*Information shown*.
Start of Block

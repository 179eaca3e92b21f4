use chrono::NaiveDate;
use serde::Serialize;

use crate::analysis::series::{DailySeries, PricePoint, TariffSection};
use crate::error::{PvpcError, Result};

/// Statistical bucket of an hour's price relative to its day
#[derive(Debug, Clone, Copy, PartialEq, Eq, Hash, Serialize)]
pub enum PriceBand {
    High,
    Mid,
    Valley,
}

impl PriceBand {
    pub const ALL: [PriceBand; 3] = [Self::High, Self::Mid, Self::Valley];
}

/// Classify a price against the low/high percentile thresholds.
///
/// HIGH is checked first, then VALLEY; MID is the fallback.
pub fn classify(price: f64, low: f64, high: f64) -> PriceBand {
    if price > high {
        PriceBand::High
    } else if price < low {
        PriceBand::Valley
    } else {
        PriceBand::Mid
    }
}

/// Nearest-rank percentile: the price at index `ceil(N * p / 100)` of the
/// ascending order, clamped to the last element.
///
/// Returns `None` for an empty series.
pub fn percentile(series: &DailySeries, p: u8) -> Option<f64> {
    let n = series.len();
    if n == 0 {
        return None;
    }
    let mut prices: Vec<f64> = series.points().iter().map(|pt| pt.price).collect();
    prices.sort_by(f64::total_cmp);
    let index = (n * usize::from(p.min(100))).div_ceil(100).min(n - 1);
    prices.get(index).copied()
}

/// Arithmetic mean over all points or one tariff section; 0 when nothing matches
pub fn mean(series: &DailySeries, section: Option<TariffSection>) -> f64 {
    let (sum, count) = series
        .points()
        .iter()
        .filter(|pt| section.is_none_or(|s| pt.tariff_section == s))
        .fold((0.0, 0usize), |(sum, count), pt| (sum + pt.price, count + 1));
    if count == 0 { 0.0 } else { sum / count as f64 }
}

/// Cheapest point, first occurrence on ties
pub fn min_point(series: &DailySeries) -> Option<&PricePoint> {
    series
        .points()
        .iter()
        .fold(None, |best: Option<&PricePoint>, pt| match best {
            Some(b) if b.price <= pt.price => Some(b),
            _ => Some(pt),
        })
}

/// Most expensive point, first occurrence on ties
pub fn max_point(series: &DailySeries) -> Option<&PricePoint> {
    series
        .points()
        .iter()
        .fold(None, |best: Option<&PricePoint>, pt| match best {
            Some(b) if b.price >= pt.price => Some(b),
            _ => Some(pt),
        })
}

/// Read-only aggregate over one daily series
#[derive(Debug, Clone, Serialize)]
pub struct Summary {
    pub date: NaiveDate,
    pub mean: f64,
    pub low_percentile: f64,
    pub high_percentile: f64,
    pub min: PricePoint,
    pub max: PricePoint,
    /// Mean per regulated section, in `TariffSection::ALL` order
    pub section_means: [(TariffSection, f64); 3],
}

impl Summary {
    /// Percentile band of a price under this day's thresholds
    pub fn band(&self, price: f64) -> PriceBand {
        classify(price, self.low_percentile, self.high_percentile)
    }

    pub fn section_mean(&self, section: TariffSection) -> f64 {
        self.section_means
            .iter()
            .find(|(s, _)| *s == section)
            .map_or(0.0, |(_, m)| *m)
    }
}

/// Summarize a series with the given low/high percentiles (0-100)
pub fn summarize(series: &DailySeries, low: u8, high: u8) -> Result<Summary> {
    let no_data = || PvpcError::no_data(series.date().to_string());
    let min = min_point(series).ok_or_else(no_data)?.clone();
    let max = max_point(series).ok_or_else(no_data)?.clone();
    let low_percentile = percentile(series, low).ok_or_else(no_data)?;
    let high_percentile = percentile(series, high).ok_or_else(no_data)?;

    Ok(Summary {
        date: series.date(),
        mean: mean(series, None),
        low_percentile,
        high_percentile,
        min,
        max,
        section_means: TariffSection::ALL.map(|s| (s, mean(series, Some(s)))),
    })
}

End of Block
Start of Block

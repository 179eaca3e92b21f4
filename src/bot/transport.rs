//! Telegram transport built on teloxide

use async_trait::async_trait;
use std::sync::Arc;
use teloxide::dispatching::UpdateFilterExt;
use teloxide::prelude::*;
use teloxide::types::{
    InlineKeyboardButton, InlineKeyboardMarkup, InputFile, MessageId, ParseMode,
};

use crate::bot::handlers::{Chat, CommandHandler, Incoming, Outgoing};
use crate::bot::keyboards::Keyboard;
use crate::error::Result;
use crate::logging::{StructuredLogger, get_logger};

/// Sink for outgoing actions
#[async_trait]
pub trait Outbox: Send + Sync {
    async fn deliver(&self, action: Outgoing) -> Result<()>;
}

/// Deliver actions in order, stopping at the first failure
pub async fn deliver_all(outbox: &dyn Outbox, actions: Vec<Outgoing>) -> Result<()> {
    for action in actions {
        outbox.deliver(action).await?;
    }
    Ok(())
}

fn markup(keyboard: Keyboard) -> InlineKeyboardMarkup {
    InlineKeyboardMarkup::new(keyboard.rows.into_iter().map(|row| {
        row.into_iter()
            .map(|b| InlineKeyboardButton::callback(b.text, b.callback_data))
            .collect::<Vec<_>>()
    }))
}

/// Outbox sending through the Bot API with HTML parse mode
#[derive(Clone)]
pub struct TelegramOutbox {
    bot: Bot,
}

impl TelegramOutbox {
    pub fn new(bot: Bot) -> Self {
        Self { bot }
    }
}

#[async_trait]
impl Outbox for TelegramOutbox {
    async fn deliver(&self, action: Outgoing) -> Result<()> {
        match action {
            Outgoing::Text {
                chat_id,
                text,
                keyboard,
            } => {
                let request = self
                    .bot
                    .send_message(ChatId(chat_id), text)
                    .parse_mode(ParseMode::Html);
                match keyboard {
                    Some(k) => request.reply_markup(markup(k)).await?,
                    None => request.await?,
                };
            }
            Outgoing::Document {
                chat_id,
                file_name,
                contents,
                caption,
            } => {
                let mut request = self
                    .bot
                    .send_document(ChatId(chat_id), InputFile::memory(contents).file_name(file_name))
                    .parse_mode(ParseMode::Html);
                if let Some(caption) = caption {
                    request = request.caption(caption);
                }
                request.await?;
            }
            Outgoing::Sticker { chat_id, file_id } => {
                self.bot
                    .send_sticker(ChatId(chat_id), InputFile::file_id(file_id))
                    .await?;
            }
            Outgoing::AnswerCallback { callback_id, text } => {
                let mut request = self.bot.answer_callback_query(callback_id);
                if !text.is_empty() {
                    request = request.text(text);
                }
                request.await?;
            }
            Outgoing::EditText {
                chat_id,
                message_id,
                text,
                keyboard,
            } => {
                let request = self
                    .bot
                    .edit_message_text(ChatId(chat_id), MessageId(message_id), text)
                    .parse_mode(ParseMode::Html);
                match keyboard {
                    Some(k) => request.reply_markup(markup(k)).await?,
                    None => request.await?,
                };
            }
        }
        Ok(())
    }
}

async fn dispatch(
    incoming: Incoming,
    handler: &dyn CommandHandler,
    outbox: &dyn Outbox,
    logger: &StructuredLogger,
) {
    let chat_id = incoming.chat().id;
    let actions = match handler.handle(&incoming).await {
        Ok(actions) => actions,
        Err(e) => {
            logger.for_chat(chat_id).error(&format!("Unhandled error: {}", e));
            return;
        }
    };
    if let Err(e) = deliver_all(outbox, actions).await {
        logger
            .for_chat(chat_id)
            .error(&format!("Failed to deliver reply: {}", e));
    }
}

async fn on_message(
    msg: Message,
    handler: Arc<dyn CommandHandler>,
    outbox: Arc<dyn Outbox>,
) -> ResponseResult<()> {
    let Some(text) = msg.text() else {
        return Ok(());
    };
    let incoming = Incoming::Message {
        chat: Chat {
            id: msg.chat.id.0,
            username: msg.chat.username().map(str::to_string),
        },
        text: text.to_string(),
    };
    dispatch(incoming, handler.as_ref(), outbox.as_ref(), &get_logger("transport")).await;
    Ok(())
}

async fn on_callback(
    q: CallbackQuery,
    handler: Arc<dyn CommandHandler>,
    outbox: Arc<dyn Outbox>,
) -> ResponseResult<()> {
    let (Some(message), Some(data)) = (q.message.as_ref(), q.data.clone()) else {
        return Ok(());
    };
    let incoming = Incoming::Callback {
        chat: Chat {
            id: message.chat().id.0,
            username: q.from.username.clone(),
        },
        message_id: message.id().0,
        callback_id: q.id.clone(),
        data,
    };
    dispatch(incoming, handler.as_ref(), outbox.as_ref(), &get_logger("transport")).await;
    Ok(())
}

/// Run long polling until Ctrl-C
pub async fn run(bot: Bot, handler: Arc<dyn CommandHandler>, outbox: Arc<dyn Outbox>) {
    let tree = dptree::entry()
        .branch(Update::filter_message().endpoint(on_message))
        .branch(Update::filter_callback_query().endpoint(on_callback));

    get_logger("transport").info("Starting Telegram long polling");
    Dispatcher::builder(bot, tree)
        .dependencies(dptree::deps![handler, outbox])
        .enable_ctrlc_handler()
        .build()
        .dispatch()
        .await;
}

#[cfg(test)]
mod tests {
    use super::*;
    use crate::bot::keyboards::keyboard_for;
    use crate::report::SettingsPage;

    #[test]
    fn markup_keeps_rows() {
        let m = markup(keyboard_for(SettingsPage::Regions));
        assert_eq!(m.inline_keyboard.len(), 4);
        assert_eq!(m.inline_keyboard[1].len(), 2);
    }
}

End of Block

*Activity*. A line counts if it holds the word "ChatId". Work out how many lines in the listing count, and give only that number.

*Problem solution*. 4